Tylko jeden kieliszek, ażeby zapomnieć,
By utopić ustami wszystkie ciężkie słowa,
Których chciałabym nawet przenigdy nie wspomnieć,
A od których pęcznieje obolała głowa.
Jeszcze jeden kieliszek na łez osuszenie,
Później drugi i trzeci… i takich tysiące.
Zanurzone mam wargi, więc chronię milczenie.
W monologu zaś wrzeszczą myśli wręcz płonące.
Idę, żegnam więc wszystkich dłoni uniesieniem.
Nie odwracam się nawet w stronę opuszczanych.
Trudno jest zapanować nad nóg roztańczeniem,
Gdy się jest w nieważkości stóp Ziemi wyrwanych.
Na krawężnik opadam w pozycji siedzącej.
Patrzę w miasto iskrzące niczym toń jeziora,
Którą gaszą pragnienie latarnie świecące
I neonów bezsennych liczba całkiem spora.
Wokół nie ma nikogo, więc pod nosem szepczę.
Głos powoli w melodię zaklinam cichutką.
Wiatr mnie bryzą jak wodą pieszczotliwie łechce.
Płynę w przestrzeń… kołyszę się w przestworzach łódką.
Śpiew mój niesie się w niebo dość rubasznym echem.
Obojętnym się staje każdy oraz wszystko.
Pieszy drży z przerażenia, mija mnie z pospiechem,
Za plecami nazywa mój występek brzydko,
Chociaż nie wie, że dławi mnie żal kością w gardle,
Że przytłacza mnie zgoła ciasna rzeczywistość.
Zapragnęłam wolności, wyrwania się nagle
Z tego, z czym mi się zmierzyć, lecz w porażce, przyszło.
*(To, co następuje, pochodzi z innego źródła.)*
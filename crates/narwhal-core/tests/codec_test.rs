use narwhal_core::geom::{point, rect};
use narwhal_core::{
    DecodeError, DecodeOptions, EdgeSection, Error, Graph, IdPolicy, NodeId, ShapeRef, decode,
    encode,
};
use narwhal_core::codec::decode_with;
use serde_json::Value;

fn sample_graph() -> Graph {
    let mut g = Graph::new();
    let root = g.root();
    let a = g.create_node(root, "A").unwrap();
    let b = g.create_node(root, "B").unwrap();
    let out = g.create_port(a, "out").unwrap();
    let inner = g.create_node(b, "inner").unwrap();
    g.set_min_size(b, 200.0, 0.0).unwrap();
    let e = g.create_edge_between(root, "e1", out, inner).unwrap();
    g.create_label("calls", e, "label").unwrap();

    g.node_mut(a).unwrap().bounds = rect(12.0, 12.0, 40.0, 30.0);
    g.node_mut(b).unwrap().bounds = rect(72.0, 12.0, 200.0, 60.0);
    g.port_mut(out).unwrap().bounds = rect(40.0, 10.0, 10.0, 10.0);
    g.edge_mut(e).unwrap().sections = vec![EdgeSection {
        id: "root-e1_s0".to_string(),
        start: point(62.0, 27.0),
        end: point(84.0, 40.0),
        bend_points: vec![point(70.0, 27.0), point(70.0, 40.0)],
        incoming_shape: Some(ShapeRef::Port(out)),
        outgoing_shape: Some(ShapeRef::Node(inner)),
    }];
    g
}

fn ids_in_order(g: &Graph) -> Vec<String> {
    let mut out: Vec<String> = g.nodes().map(|(_, n)| n.identifier().to_string()).collect();
    out.extend(g.ports().map(|(_, p)| p.identifier().to_string()));
    out.extend(g.edges().map(|(_, e)| e.identifier().to_string()));
    out.sort();
    out
}

fn collect_keys(value: &Value, out: &mut Vec<String>) {
    match value {
        Value::Object(map) => {
            for (k, v) in map {
                out.push(k.clone());
                collect_keys(v, out);
            }
        }
        Value::Array(items) => {
            for v in items {
                collect_keys(v, out);
            }
        }
        _ => {}
    }
}

#[test]
fn encode_writes_tree_with_full_option_keys() {
    let g = sample_graph();
    let text = encode(&g, false).unwrap();
    assert!(text.contains('\n'), "output should be pretty-printed");

    let v: Value = serde_json::from_str(&text).unwrap();
    assert_eq!(v["id"], "root");
    assert_eq!(v["layoutOptions"]["org.eclipse.elk.algorithm"], "org.eclipse.elk.layered");
    assert_eq!(
        v["layoutOptions"]["org.eclipse.elk.hierarchyHandling"],
        "INCLUDE_CHILDREN"
    );
    assert_eq!(v["children"][0]["id"], "root-A");
    assert_eq!(v["children"][0]["ports"][0]["id"], "root-A-out");
    assert_eq!(v["children"][1]["children"][0]["id"], "root-B-inner");
    assert_eq!(
        v["children"][1]["layoutOptions"]["org.eclipse.elk.nodeSize.minimum"],
        "(200.0,0.0)"
    );

    let edge = &v["edges"][0];
    assert_eq!(edge["id"], "root-e1");
    assert_eq!(edge["sources"], serde_json::json!(["root-A-out"]));
    assert_eq!(edge["targets"], serde_json::json!(["root-B-inner"]));
    assert_eq!(edge["labels"][0]["text"], "calls");
    assert_eq!(edge["sections"][0]["incomingShape"], "root-A-out");
    assert_eq!(edge["sections"][0]["bendPoints"][1]["y"], 40.0);
}

#[test]
fn encode_omits_zero_positions_and_zero_dimensions() {
    let mut g = Graph::new();
    let root = g.root();
    let a = g.create_node(root, "A").unwrap();
    g.node_mut(a).unwrap().bounds = rect(0.0, 0.0, 30.0, 20.0);

    let v: Value = serde_json::from_str(&encode(&g, false).unwrap()).unwrap();
    assert!(v.get("x").is_none());
    assert!(v.get("width").is_none());
    let child = &v["children"][0];
    assert!(child.get("x").is_none());
    assert!(child.get("y").is_none());
    assert_eq!(child["width"], 30.0);
    assert_eq!(child["height"], 20.0);
}

#[test]
fn encode_without_layout_never_emits_geometry() {
    let g = sample_graph();
    let v: Value = serde_json::from_str(&encode(&g, true).unwrap()).unwrap();
    let mut keys = Vec::new();
    collect_keys(&v, &mut keys);
    for forbidden in ["x", "y", "width", "height", "sections"] {
        assert!(
            !keys.iter().any(|k| k == forbidden),
            "omitLayout output contains `{forbidden}`"
        );
    }
    assert!(keys.iter().any(|k| k == "layoutOptions"));
}

#[test]
fn inexact_coordinates_survive_a_round_trip() {
    let mut g = sample_graph();
    let a = g.node(g.root()).unwrap().children()[0];
    g.node_mut(a).unwrap().bounds = rect(0.1 + 0.2, 12.0 * 1.2, 40.0 / 3.0, 1e-7 + 0.3);
    let label = g.node(a).unwrap().labels()[0];
    g.label_mut(label).unwrap().bounds = rect(5.0, 5.0, 2.0 * 0.6 * 12.0, 12.0 * 1.2);

    let first = encode(&g, false).unwrap();
    let back = decode(&first).unwrap();
    assert_eq!(encode(&back, false).unwrap(), first);

    let Some(narwhal_core::ElementRef::Node(n)) = back.find("root-A") else {
        panic!("root-A missing after decode");
    };
    assert_eq!(back.node(n).unwrap().bounds, g.node(a).unwrap().bounds);
}

#[test]
fn decode_of_encode_reproduces_the_graph() {
    let g = sample_graph();
    let back = decode(&encode(&g, false).unwrap()).unwrap();

    assert_eq!(ids_in_order(&back), ids_in_order(&g));
    assert_eq!(back.label_count(), g.label_count());
    for (id, node) in g.nodes() {
        let other = match back.find(node.identifier()) {
            Some(narwhal_core::ElementRef::Node(n)) => back.node(n).unwrap(),
            other => panic!("{} decoded as {other:?}", node.identifier()),
        };
        assert_eq!(other.options, node.options, "options of {}", node.identifier());
        assert_eq!(other.bounds, node.bounds, "bounds of {}", node.identifier());
        assert_eq!(other.children().len(), node.children().len());
        let parent_id = node.parent().map(|p| g.node(p).unwrap().identifier());
        let other_parent = other.parent().map(|p| back.node(p).unwrap().identifier());
        assert_eq!(parent_id, other_parent, "parent of {:?}", id);
    }

    let (_, edge) = back.edges().next().unwrap();
    assert_eq!(edge.sections.len(), 1);
    assert_eq!(edge.sections[0].bend_points.len(), 2);
    assert_eq!(
        back.shape_identifier(edge.sources()[0]),
        Some("root-A-out")
    );
    assert_eq!(
        back.shape_identifier(edge.targets()[0]),
        Some("root-B-inner")
    );
    assert_eq!(encode(&back, false).unwrap(), encode(&g, false).unwrap());
}

#[test]
fn decode_accepts_properties_alias_and_short_keys() {
    let text = r#"{
        "id": "g",
        "properties": { "algorithm": "layered", "direction": "DOWN" },
        "children": [
            { "id": "n1", "width": 30, "height": 20, "ports": [ { "id": "p1" } ] },
            { "id": "n2" }
        ],
        "edges": [ { "id": "e", "sources": ["p1"], "targets": ["n2"] } ]
    }"#;
    let g = decode(text).unwrap();
    let root = g.node(g.root()).unwrap();
    assert_eq!(root.identifier(), "g");
    assert_eq!(root.options.direction, Some(narwhal_core::Direction::Down));

    let (_, port) = g.ports().next().unwrap();
    assert_eq!(port.bounds, rect(0.0, 0.0, 10.0, 10.0));

    let (_, edge) = g.edges().next().unwrap();
    assert_eq!(edge.container(), g.root());
    assert!(matches!(edge.sources()[0], ShapeRef::Port(_)));
    assert_eq!(edge.targets()[0], ShapeRef::Node(NodeId::from_index(2)));
}

#[test]
fn decode_resolves_edges_declared_before_their_shapes() {
    let text = r#"{
        "id": "root",
        "edges": [ { "id": "e", "sources": ["a"], "targets": ["b"] } ],
        "children": [
            { "id": "a", "edges": [ { "id": "inner", "sources": ["b"], "targets": ["a"] } ] },
            { "id": "b" }
        ]
    }"#;
    let g = decode(text).unwrap();
    assert_eq!(g.edge_count(), 2);
    let a = g.find("a");
    let inner = g.edges().find(|(_, e)| e.identifier() == "inner").unwrap().1;
    assert_eq!(inner.container(), NodeId::from_index(1));
    assert_eq!(a, Some(narwhal_core::ElementRef::Node(NodeId::from_index(1))));
}

#[test]
fn decode_reports_malformed_input() {
    assert!(matches!(decode("{ not json"), Err(DecodeError::Json(_))));
    assert!(matches!(
        decode(r#"{ "children": [] }"#),
        Err(DecodeError::MissingId { .. })
    ));

    let err = decode(r#"{ "id": "r", "children": [ { "width": 3 } ] }"#).unwrap_err();
    match err {
        DecodeError::MissingId { path } => assert_eq!(path, "$.children[0]"),
        other => panic!("unexpected error {other:?}"),
    }

    let err =
        decode(r#"{ "id": "r", "edges": [ { "id": "e", "sources": ["ghost"] } ] }"#).unwrap_err();
    match err {
        DecodeError::UnknownShape {
            edge, reference, ..
        } => {
            assert_eq!(edge, "e");
            assert_eq!(reference, "ghost");
        }
        other => panic!("unexpected error {other:?}"),
    }

    let err = decode(
        r#"{ "id": "r", "children": [ { "id": "n", "layoutOptions": { "direction": "NORTHWEST" } } ] }"#,
    )
    .unwrap_err();
    match err {
        DecodeError::InvalidOption { path, element, .. } => {
            assert_eq!(path, "$.children[0]");
            assert_eq!(element, "n");
        }
        other => panic!("unexpected error {other:?}"),
    }

    assert!(matches!(
        decode(r#"{ "id": "r", "layoutOptions": { "org.example.nope": "1" } }"#),
        Err(DecodeError::InvalidOption { .. })
    ));
}

#[test]
fn decode_keeps_duplicates_unless_strict() {
    let text = r#"{ "id": "r", "children": [ { "id": "x" }, { "id": "x" } ],
        "edges": [ { "id": "e", "sources": ["x"], "targets": ["x"] } ] }"#;

    let g = decode(text).unwrap();
    assert_eq!(g.node_count(), 3);
    assert_eq!(g.id_allocator().collisions(), vec!["x"]);
    let (_, edge) = g.edges().next().unwrap();
    assert_eq!(edge.sources()[0], ShapeRef::Node(NodeId::from_index(1)));

    let err = decode_with(
        text,
        DecodeOptions {
            id_policy: IdPolicy::Strict,
        },
    )
    .unwrap_err();
    match err {
        DecodeError::Model { path, source } => {
            assert_eq!(path, "$.children[1]");
            assert_eq!(
                source,
                Error::DuplicateIdentifier {
                    identifier: "x".to_string()
                }
            );
        }
        other => panic!("unexpected error {other:?}"),
    }
}
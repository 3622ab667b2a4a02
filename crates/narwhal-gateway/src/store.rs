//! Graphs owned by the service, addressed by numeric id.

use narwhal_core::Graph;
use rustc_hash::FxHashMap;
use std::sync::atomic::{AtomicU64, Ordering};
use std::sync::{Arc, Mutex, PoisonError};

/// A stored graph. Calls on the same graph serialise on this lock; calls on different graphs
/// run concurrently.
pub type SharedGraph = Arc<tokio::sync::Mutex<Graph>>;

#[derive(Debug)]
pub struct GraphStore {
    next_id: AtomicU64,
    graphs: Mutex<FxHashMap<u64, SharedGraph>>,
}

impl Default for GraphStore {
    fn default() -> Self {
        Self {
            next_id: AtomicU64::new(1),
            graphs: Mutex::new(FxHashMap::default()),
        }
    }
}

impl GraphStore {
    pub fn new() -> Self {
        Self::default()
    }

    /// Stores `graph` and returns its id. Ids are never reused.
    pub fn insert(&self, graph: Graph) -> u64 {
        let id = self.next_id.fetch_add(1, Ordering::Relaxed);
        self.lock()
            .insert(id, Arc::new(tokio::sync::Mutex::new(graph)));
        id
    }

    pub fn get(&self, id: u64) -> Option<SharedGraph> {
        self.lock().get(&id).cloned()
    }

    /// Drops the store's reference; calls already holding the graph finish normally.
    pub fn remove(&self, id: u64) -> bool {
        self.lock().remove(&id).is_some()
    }

    pub fn len(&self) -> usize {
        self.lock().len()
    }

    pub fn is_empty(&self) -> bool {
        self.lock().is_empty()
    }

    fn lock(&self) -> std::sync::MutexGuard<'_, FxHashMap<u64, SharedGraph>> {
        // The map stays consistent even if a holder panicked: every critical section is a
        // single map operation.
        self.graphs.lock().unwrap_or_else(PoisonError::into_inner)
    }
}
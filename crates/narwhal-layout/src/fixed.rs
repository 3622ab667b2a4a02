//! Fixed engine: keeps the given positions.
//!
//! Labels without a size are measured, configured minimum sizes are enforced, and edges that
//! have no sections get a straight one per (source, target) pair between shape centres.

use crate::engine::LayoutEngine;
use crate::error::Result;
use crate::geometry::{Geometry, section_id};
use crate::labels;
use crate::layered::check_endpoints;
use crate::monitor::LayoutMonitor;
use crate::text::{DeterministicTextMeasurer, TextMeasurer};
use narwhal_core::{Algorithm, EdgeSection, Graph};

pub struct FixedEngine {
    measurer: Box<dyn TextMeasurer>,
}

impl Default for FixedEngine {
    fn default() -> Self {
        Self::new()
    }
}

impl FixedEngine {
    pub fn new() -> Self {
        Self::with_measurer(DeterministicTextMeasurer::default())
    }

    pub fn with_measurer(measurer: impl TextMeasurer + 'static) -> Self {
        Self {
            measurer: Box::new(measurer),
        }
    }

    fn compute(&self, graph: &Graph, monitor: &LayoutMonitor) -> Result<Geometry> {
        check_endpoints(graph)?;
        let mut geo = Geometry::capture(graph);
        labels::measure(graph, &mut geo, self.measurer.as_ref());

        for (id, node) in graph.nodes() {
            if let Some(minimum) = node.options.minimum_size {
                let bounds = &mut geo.nodes[id.index()];
                bounds.size = bounds.size.max(minimum);
            }
        }
        monitor.check()?;

        for (id, edge) in graph.edges() {
            if !edge.sections.is_empty() {
                continue;
            }
            let origin = geo.absolute(graph, edge.container()).to_vector();
            let targets = edge.targets();
            let mut sections = Vec::new();
            for (si, &source) in edge.sources().iter().enumerate() {
                for (ti, &target) in targets.iter().enumerate() {
                    let (Some(from), Some(to)) = (
                        geo.absolute_shape(graph, source),
                        geo.absolute_shape(graph, target),
                    ) else {
                        continue;
                    };
                    let pair = si * targets.len() + ti;
                    sections.push(EdgeSection {
                        id: section_id(edge.identifier(), pair),
                        start: from.center() - origin,
                        end: to.center() - origin,
                        bend_points: Vec::new(),
                        incoming_shape: Some(source),
                        outgoing_shape: Some(target),
                    });
                }
            }
            geo.sections[id.index()] = sections;
        }
        Ok(geo)
    }
}

impl LayoutEngine for FixedEngine {
    fn algorithm(&self) -> Algorithm {
        Algorithm::Fixed
    }

    fn layout(&self, graph: &mut Graph, monitor: &LayoutMonitor) -> Result<()> {
        let geo = self.compute(graph, monitor)?;
        geo.apply(graph);
        tracing::debug!(nodes = graph.node_count(), "fixed layout applied");
        Ok(())
    }
}
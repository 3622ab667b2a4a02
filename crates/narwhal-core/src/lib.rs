#![forbid(unsafe_code)]

//! Hierarchical graph-with-ports model, identifier allocation and JSON interchange.
//!
//! - [`model`]: nodes, ports, edges and labels owned by a [`Graph`]
//! - [`identity`]: `parent-suffix` identifiers with strict/legacy/auto-suffix collision policies
//! - [`options`]: the closed set of typed layout options
//! - [`codec`]: ELK-style JSON import/export

pub mod codec;
pub mod error;
pub mod geom;
pub mod identity;
pub mod model;
pub mod options;

pub use codec::{DecodeError, DecodeOptions, EncodeError, EncodeOptions, decode, encode};
pub use error::{Error, Result};
pub use identity::{IdAllocator, IdPolicy};
pub use model::{
    Edge, EdgeId, EdgeSection, ElementRef, Graph, Label, LabelId, LabelOwner, Node, NodeId, Port,
    PortId, ShapeRef,
};
pub use options::{
    Algorithm, Direction, HierarchyHandling, LayoutOptions, NodeLabelPlacement, Padding,
    PortLabelPlacement, SizeConstraints,
};
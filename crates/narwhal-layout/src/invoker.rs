use crate::error::{LayoutError, Result};
use crate::monitor::LayoutMonitor;
use crate::registry::AlgorithmRegistry;
use narwhal_core::Graph;
use narwhal_core::options::OptionKey;
use std::time::Instant;

/// Runs the engine named by a graph's root.
#[derive(Debug, Clone)]
pub struct LayoutInvoker {
    registry: AlgorithmRegistry,
}

impl Default for LayoutInvoker {
    fn default() -> Self {
        Self::new(AlgorithmRegistry::standard())
    }
}

impl LayoutInvoker {
    pub fn new(registry: AlgorithmRegistry) -> Self {
        Self { registry }
    }

    pub fn registry(&self) -> &AlgorithmRegistry {
        &self.registry
    }

    /// Lays `graph` out without a deadline. Blocks until the engine returns.
    pub fn layout(&self, graph: &mut Graph) -> Result<()> {
        self.layout_with(graph, &LayoutMonitor::new())
    }

    /// Lays `graph` out, giving up when `monitor` reports a deadline or cancellation. On any
    /// error the graph keeps its previous geometry.
    pub fn layout_with(&self, graph: &mut Graph, monitor: &LayoutMonitor) -> Result<()> {
        let root = graph.root();
        let Some(root_node) = graph.node(root) else {
            return Err(narwhal_core::Error::UnknownElement {
                kind: "node",
                index: root.index(),
            }
            .into());
        };
        let root_id = root_node.identifier().to_string();
        let Some(algorithm) = root_node.options.algorithm else {
            return Err(LayoutError::MissingRootOption {
                root: root_id,
                key: OptionKey::Algorithm.full_key(),
            });
        };
        if root_node.options.hierarchy_handling.is_none() {
            return Err(LayoutError::MissingRootOption {
                root: root_id,
                key: OptionKey::HierarchyHandling.full_key(),
            });
        }
        let Some(engine) = self.registry.get(algorithm) else {
            return Err(LayoutError::AlgorithmNotRegistered { algorithm });
        };
        monitor.check()?;

        let started = Instant::now();
        let result = engine.layout(graph, monitor);
        let elapsed_ms = started.elapsed().as_secs_f64() * 1000.0;
        match &result {
            Ok(()) => tracing::debug!(
                root = %root_id,
                %algorithm,
                nodes = graph.node_count(),
                edges = graph.edge_count(),
                elapsed_ms,
                "layout finished"
            ),
            Err(err) => tracing::warn!(root = %root_id, %algorithm, elapsed_ms, error = %err, "layout failed"),
        }
        result
    }
}
//! Effective option values after inheritance.

use narwhal_core::options::{
    DEFAULT_LAYER_SPACING, DEFAULT_NODE_SPACING, DEFAULT_THOROUGHNESS,
};
use narwhal_core::{Direction, Graph, HierarchyHandling, NodeId, Padding};

/// Options a node lays its children out with.
#[derive(Debug, Clone, Copy, PartialEq)]
pub(crate) struct Effective {
    pub direction: Direction,
    pub node_spacing: f64,
    pub layer_spacing: f64,
    pub padding: Padding,
    pub thoroughness: u32,
    /// Never [`HierarchyHandling::Inherit`].
    pub hierarchy: HierarchyHandling,
}

impl Default for Effective {
    fn default() -> Self {
        Self {
            direction: Direction::default(),
            node_spacing: DEFAULT_NODE_SPACING,
            layer_spacing: DEFAULT_LAYER_SPACING,
            padding: Padding::default(),
            thoroughness: DEFAULT_THOROUGHNESS,
            hierarchy: HierarchyHandling::SeparateChildren,
        }
    }
}

/// Resolves every node's effective options, indexed by node index. Unset values come from the
/// nearest ancestor that sets them, then from the defaults.
pub(crate) fn resolve(graph: &Graph) -> Vec<Effective> {
    let mut out = vec![Effective::default(); graph.node_count()];
    for node in graph.subtree(graph.root()) {
        let Some(data) = graph.node(node) else {
            continue;
        };
        let inherited = data
            .parent()
            .map(|p| out[p.index()])
            .unwrap_or_default();
        let o = &data.options;
        out[node.index()] = Effective {
            direction: o.direction.unwrap_or(inherited.direction),
            node_spacing: o.node_spacing.unwrap_or(inherited.node_spacing),
            layer_spacing: o.layer_spacing.unwrap_or(inherited.layer_spacing),
            padding: o.padding.unwrap_or(inherited.padding),
            thoroughness: o.thoroughness.unwrap_or(inherited.thoroughness),
            hierarchy: match o.hierarchy_handling {
                None | Some(HierarchyHandling::Inherit) => inherited.hierarchy,
                Some(mode) => mode,
            },
        };
    }
    out
}

pub(crate) fn get(effective: &[Effective], node: NodeId) -> Effective {
    effective.get(node.index()).copied().unwrap_or_default()
}

#[cfg(test)]
mod tests {
    use super::*;

    #[test]
    fn values_flow_down_until_overridden() {
        let mut g = Graph::new();
        let root = g.root();
        let a = g.create_node(root, "A").unwrap();
        let b = g.create_node(a, "B").unwrap();
        g.node_mut(root).unwrap().options.direction = Some(Direction::Down);
        g.node_mut(a).unwrap().options.node_spacing = Some(40.0);
        g.node_mut(b).unwrap().options.direction = Some(Direction::Left);

        let eff = resolve(&g);
        assert_eq!(eff[a.index()].direction, Direction::Down);
        assert_eq!(eff[a.index()].node_spacing, 40.0);
        assert_eq!(eff[b.index()].direction, Direction::Left);
        assert_eq!(eff[b.index()].node_spacing, 40.0);
        assert_eq!(eff[b.index()].thoroughness, 7);
        assert_eq!(eff[b.index()].hierarchy, HierarchyHandling::IncludeChildren);
    }

    #[test]
    fn inherit_at_the_root_means_separate() {
        let mut g = Graph::new();
        let root = g.root();
        g.node_mut(root).unwrap().options.hierarchy_handling = Some(HierarchyHandling::Inherit);
        let a = g.create_node(root, "A").unwrap();
        let eff = resolve(&g);
        assert_eq!(eff[root.index()].hierarchy, HierarchyHandling::SeparateChildren);
        assert_eq!(eff[a.index()].hierarchy, HierarchyHandling::SeparateChildren);
    }
}
//! Which edges take part in laying out one level of the hierarchy.

use super::flow_direction;
use crate::inherit::{self, Effective};
use narwhal_core::{EdgeId, Graph, HierarchyHandling, NodeId, ShapeRef};
use remora::{Endpoint, PortSide};
use rustc_hash::FxHashMap;

/// One (source, target) pair of an edge, as seen from the level being laid out.
#[derive(Debug, Clone, Copy, PartialEq, Eq)]
pub(crate) struct Projected {
    pub edge: EdgeId,
    pub pair: usize,
    pub source: Endpoint,
    pub target: Endpoint,
    /// Both ends are children of the level (or their ports); the level's route is final.
    pub direct: bool,
}

/// Picks a side for every port, indexed by port index.
///
/// A port with more outgoing than incoming edges faces downstream, any other port upstream. The
/// flow is the one its node is laid out in, i.e. the parent's direction.
pub(crate) fn port_sides(graph: &Graph, effective: &[Effective]) -> Vec<PortSide> {
    let mut outgoing = vec![0usize; graph.port_count()];
    let mut incoming = vec![0usize; graph.port_count()];
    for (_, edge) in graph.edges() {
        for shape in edge.sources() {
            if let ShapeRef::Port(p) = shape {
                if let Some(n) = outgoing.get_mut(p.index()) {
                    *n += 1;
                }
            }
        }
        for shape in edge.targets() {
            if let ShapeRef::Port(p) = shape {
                if let Some(n) = incoming.get_mut(p.index()) {
                    *n += 1;
                }
            }
        }
    }

    graph
        .ports()
        .map(|(id, port)| {
            let owner = port.node();
            let level = graph.node(owner).and_then(|n| n.parent()).unwrap_or(owner);
            let direction = flow_direction(inherit::get(effective, level).direction);
            let out = outgoing[id.index()];
            let inc = incoming[id.index()];
            PortSide::for_flow(direction, out > 0 && out >= inc)
        })
        .collect()
}

struct Lifted {
    child: usize,
    endpoint: Endpoint,
    direct: bool,
}

/// Maps a shape onto the child of `level` that contains it.
fn lift(
    graph: &Graph,
    level: NodeId,
    shape: ShapeRef,
    index_of: &FxHashMap<NodeId, usize>,
) -> Option<Lifted> {
    let owner = graph.shape_node(shape)?;
    let mut cur = owner;
    loop {
        let parent = graph.node(cur)?.parent()?;
        if parent == level {
            break;
        }
        cur = parent;
    }
    let child = *index_of.get(&cur)?;
    let direct = cur == owner;
    let port = match shape {
        ShapeRef::Port(p) if direct => graph.node(cur)?.ports().iter().position(|&q| q == p),
        _ => None,
    };
    Some(Lifted {
        child,
        endpoint: Endpoint { node: child, port },
        direct,
    })
}

/// Edge pairs relevant to laying out the children of `level`.
///
/// With [`HierarchyHandling::IncludeChildren`] every edge whose ends lie below two different
/// children counts, lifted to those children. Otherwise only edges contained in `level` that
/// connect two of its children (or their ports) directly count.
pub(crate) fn project(
    graph: &Graph,
    level: NodeId,
    mode: HierarchyHandling,
    index_of: &FxHashMap<NodeId, usize>,
) -> Vec<Projected> {
    let candidates: Vec<EdgeId> = match mode {
        HierarchyHandling::IncludeChildren => graph.edges().map(|(id, _)| id).collect(),
        _ => graph
            .node(level)
            .map(|n| n.edges().to_vec())
            .unwrap_or_default(),
    };
    let include = mode == HierarchyHandling::IncludeChildren;

    let mut out = Vec::new();
    for id in candidates {
        let Some(edge) = graph.edge(id) else {
            continue;
        };
        let targets = edge.targets();
        for (si, &source) in edge.sources().iter().enumerate() {
            let Some(s) = lift(graph, level, source, index_of) else {
                continue;
            };
            for (ti, &target) in targets.iter().enumerate() {
                let Some(t) = lift(graph, level, target, index_of) else {
                    continue;
                };
                let direct = s.direct && t.direct;
                if !include && !direct {
                    continue;
                }
                if s.child == t.child && !direct {
                    continue;
                }
                out.push(Projected {
                    edge: id,
                    pair: si * targets.len() + ti,
                    source: s.endpoint,
                    target: t.endpoint,
                    direct,
                });
            }
        }
    }
    out
}

#[cfg(test)]
mod tests {
    use super::*;

    fn index_of(graph: &Graph, level: NodeId) -> FxHashMap<NodeId, usize> {
        graph
            .node(level)
            .unwrap()
            .children()
            .iter()
            .enumerate()
            .map(|(i, &c)| (c, i))
            .collect()
    }

    #[test]
    fn include_lifts_edges_to_the_containers() {
        let mut g = Graph::new();
        let root = g.root();
        let n = g.create_node(root, "N").unwrap();
        let c1 = g.create_node(n, "C1").unwrap();
        let m = g.create_node(root, "M").unwrap();
        let e = g.create_edge_between(root, "e", c1, m).unwrap();

        let lifted = project(&g, root, HierarchyHandling::IncludeChildren, &index_of(&g, root));
        assert_eq!(
            lifted,
            vec![Projected {
                edge: e,
                pair: 0,
                source: Endpoint::node(0),
                target: Endpoint::node(1),
                direct: false,
            }]
        );

        let separate = project(&g, root, HierarchyHandling::SeparateChildren, &index_of(&g, root));
        assert!(separate.is_empty());
    }

    #[test]
    fn ports_on_children_are_kept() {
        let mut g = Graph::new();
        let root = g.root();
        let a = g.create_node(root, "A").unwrap();
        let b = g.create_node(root, "B").unwrap();
        let _pa = g.create_port(a, "out").unwrap();
        let pb = g.create_port(b, "in").unwrap();
        g.create_edge_between(root, "e", a, pb).unwrap();

        let projected =
            project(&g, root, HierarchyHandling::SeparateChildren, &index_of(&g, root));
        assert_eq!(projected.len(), 1);
        assert_eq!(projected[0].source, Endpoint::node(0));
        assert_eq!(projected[0].target, Endpoint::port(1, 0));
        assert!(projected[0].direct);

        let sides = port_sides(&g, &inherit::resolve(&g));
        assert_eq!(sides[pb.index()], PortSide::West);
    }
}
Nikt nie podał odtrutki ani znieczulenia,
Więc znalazłam, co miałam po prostu pod ręką
I… upiłam się – chyba! - bez ograniczenia,
By się jakoś dogadać z codzienną udręką,
Ale nic nie pomogło, więc siedzę na trawie,
Wyśpiewuję liryczne skargi, zażalenia
I przyglądam… przyglądam się wciąż mojej sprawie,
Upijając z butelki cierpki smak istnienia.
Jutro też się upiję mym życiem na nowo,
Będę chwiać się i łapać resztki równowagi.
Jutro balu zostanę wybrana królową
Obok króla, co zawsze występuje nagi.
Taki los już człowieka, że gdy rano wstaje,
Mimowolnie się spija do nieprzytomności,
Ledwo siebie w swych czynach i słowach poznaje,
I ratuje myślami resztki swej godności,
Bo codzienność jest trunkiem przeróżnej jakości.
Z różnym skutkiem się człowiek na łóżko gramoli.
Rano wstaje i spada jakby z wysokości -
Całe ciało go, dusza nieprzeciętnie boli.